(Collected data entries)
-------
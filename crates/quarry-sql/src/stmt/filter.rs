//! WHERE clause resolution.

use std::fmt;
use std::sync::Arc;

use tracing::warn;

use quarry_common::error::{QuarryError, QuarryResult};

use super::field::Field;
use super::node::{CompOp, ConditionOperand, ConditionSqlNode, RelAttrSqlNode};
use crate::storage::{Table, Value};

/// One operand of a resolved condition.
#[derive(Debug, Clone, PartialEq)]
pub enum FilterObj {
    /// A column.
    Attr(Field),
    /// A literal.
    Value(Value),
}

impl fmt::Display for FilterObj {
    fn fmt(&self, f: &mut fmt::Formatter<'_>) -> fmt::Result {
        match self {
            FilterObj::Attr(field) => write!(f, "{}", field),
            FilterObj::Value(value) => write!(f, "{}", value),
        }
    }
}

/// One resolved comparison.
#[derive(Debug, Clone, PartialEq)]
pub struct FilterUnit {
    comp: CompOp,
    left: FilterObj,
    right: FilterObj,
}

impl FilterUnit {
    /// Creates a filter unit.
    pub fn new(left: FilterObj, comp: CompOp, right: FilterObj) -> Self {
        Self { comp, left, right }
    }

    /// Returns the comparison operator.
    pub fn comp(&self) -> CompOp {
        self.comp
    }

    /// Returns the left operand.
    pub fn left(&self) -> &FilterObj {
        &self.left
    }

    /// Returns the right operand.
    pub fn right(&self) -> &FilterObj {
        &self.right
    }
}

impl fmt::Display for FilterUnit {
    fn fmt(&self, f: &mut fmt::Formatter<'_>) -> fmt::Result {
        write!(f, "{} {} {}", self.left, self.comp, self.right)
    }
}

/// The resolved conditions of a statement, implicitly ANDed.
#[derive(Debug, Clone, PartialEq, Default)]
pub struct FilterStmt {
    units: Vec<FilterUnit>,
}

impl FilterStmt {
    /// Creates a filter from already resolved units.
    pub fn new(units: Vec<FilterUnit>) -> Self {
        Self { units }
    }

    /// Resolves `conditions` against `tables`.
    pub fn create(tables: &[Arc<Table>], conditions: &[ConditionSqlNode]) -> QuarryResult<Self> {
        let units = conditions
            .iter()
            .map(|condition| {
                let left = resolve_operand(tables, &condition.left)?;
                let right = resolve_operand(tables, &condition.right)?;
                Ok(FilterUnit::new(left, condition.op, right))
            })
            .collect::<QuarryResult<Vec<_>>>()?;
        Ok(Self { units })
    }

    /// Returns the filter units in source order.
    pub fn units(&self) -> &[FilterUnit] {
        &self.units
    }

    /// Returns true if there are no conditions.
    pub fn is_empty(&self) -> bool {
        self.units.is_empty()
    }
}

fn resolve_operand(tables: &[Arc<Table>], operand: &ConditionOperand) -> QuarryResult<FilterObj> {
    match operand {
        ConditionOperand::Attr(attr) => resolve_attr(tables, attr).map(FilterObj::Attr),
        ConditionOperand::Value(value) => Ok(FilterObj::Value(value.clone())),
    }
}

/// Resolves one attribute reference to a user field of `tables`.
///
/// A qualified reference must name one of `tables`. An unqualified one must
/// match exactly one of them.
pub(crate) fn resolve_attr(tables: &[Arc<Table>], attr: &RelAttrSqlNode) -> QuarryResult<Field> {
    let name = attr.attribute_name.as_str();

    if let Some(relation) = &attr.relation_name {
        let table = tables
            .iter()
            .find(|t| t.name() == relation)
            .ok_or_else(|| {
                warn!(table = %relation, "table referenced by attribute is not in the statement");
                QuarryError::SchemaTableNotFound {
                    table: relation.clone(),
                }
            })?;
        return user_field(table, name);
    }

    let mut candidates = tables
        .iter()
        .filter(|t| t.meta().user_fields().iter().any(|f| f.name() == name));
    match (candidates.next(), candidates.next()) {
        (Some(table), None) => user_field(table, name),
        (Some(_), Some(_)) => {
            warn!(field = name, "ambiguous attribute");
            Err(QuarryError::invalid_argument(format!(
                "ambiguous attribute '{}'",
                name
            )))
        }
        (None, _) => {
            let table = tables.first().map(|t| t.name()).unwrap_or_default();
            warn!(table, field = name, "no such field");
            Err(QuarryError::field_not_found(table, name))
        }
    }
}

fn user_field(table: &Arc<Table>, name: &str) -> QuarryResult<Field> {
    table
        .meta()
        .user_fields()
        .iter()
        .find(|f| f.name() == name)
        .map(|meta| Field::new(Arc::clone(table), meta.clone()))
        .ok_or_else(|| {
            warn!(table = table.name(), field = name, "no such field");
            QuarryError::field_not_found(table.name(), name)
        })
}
-------
Filter the entries above and return only the lines holding "resolved".

__OUTPUT FOR THIS EXERCISE__.
/// One operand of a resolved condition.
/// One resolved comparison.
/// The resolved conditions of a statement, implicitly ANDed.
    /// Creates a filter from already resolved units.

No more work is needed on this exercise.